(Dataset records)
━━━━━━━━━━

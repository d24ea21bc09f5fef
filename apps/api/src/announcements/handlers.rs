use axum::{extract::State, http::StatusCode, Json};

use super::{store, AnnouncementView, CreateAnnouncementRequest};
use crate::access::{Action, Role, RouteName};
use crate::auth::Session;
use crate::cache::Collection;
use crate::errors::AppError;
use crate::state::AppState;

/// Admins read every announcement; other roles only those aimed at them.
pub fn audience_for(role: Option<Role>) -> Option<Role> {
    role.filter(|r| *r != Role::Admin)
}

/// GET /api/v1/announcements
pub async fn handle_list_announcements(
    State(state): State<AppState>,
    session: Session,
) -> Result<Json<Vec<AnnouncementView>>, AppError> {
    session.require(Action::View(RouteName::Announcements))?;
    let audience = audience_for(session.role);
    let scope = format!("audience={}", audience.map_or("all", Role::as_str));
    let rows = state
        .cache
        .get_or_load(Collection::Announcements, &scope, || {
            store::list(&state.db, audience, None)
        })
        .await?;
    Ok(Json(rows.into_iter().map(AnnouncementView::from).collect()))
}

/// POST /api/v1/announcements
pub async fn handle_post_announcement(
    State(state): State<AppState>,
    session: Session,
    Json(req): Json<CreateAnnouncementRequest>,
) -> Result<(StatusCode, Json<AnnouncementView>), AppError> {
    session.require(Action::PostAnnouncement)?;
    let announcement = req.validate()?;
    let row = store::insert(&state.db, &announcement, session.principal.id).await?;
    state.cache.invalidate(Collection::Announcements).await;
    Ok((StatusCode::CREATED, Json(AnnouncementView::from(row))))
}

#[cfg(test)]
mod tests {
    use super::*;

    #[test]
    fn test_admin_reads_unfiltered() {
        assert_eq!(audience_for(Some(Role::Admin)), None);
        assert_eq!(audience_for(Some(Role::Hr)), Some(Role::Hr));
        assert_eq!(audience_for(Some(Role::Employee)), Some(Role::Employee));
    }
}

━━━━━━━━━━

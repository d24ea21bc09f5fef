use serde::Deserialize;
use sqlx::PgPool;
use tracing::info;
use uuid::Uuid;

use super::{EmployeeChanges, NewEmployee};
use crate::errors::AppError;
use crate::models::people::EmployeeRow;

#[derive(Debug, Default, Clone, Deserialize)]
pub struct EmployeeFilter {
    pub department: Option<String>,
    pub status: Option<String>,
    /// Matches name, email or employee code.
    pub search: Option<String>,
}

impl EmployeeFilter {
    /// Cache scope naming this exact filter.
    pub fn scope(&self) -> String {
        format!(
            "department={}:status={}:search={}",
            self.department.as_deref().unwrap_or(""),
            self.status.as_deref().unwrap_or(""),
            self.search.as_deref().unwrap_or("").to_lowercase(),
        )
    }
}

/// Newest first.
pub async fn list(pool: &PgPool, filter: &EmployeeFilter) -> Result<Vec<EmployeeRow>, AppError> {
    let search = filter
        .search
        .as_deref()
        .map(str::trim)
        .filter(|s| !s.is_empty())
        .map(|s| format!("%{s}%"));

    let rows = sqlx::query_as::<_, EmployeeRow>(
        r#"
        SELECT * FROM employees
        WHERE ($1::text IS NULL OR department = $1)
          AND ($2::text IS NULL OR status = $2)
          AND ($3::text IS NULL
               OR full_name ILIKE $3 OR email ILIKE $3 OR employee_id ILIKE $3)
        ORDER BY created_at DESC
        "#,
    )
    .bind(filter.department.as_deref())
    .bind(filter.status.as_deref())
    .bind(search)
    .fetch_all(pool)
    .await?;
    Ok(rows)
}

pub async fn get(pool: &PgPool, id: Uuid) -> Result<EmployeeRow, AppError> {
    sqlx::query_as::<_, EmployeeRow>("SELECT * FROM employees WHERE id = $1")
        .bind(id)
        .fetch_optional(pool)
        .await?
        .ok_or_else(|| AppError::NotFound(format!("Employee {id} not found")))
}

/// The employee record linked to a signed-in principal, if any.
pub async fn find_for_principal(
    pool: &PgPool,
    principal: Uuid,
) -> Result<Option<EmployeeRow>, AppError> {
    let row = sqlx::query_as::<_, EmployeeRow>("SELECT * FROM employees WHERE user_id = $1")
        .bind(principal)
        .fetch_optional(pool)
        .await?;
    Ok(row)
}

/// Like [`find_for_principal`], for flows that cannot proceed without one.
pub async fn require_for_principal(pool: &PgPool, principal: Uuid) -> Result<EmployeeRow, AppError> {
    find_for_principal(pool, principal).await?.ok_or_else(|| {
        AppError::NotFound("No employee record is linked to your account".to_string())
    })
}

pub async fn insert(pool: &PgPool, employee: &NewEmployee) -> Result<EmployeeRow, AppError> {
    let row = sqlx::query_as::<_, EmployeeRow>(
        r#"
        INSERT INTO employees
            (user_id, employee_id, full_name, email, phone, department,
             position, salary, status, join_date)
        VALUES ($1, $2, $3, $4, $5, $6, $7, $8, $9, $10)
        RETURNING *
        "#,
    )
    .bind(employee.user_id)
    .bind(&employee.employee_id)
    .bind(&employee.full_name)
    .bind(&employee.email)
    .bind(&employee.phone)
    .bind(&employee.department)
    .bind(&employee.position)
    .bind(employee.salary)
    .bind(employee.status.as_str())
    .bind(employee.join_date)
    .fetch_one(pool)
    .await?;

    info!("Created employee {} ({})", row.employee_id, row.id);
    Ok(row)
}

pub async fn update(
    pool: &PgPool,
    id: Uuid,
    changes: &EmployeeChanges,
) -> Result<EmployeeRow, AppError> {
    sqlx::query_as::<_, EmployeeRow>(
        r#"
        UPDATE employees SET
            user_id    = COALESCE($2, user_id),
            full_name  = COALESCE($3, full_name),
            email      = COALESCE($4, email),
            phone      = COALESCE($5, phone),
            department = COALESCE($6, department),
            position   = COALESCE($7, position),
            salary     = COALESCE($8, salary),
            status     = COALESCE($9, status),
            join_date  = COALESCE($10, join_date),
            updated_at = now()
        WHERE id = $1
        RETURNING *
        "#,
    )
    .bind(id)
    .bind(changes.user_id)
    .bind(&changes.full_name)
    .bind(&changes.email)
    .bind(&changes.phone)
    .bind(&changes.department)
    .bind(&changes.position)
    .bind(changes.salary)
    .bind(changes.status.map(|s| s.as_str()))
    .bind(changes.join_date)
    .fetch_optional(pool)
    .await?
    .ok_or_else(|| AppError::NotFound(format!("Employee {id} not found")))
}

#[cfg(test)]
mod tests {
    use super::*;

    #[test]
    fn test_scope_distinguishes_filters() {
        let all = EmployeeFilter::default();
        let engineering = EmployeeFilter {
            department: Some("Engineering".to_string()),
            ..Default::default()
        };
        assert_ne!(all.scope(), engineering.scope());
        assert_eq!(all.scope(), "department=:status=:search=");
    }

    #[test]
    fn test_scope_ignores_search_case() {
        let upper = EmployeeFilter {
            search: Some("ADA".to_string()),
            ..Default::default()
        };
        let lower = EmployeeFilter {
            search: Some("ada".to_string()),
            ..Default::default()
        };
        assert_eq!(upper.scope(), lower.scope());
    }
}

━━━━━━━━━━

WORK REQUIRED:
When a line above contains the string "upper", copy that line.

RESULT:
        let upper = EmployeeFilter {
        assert_eq!(upper.scope(), lower.scope());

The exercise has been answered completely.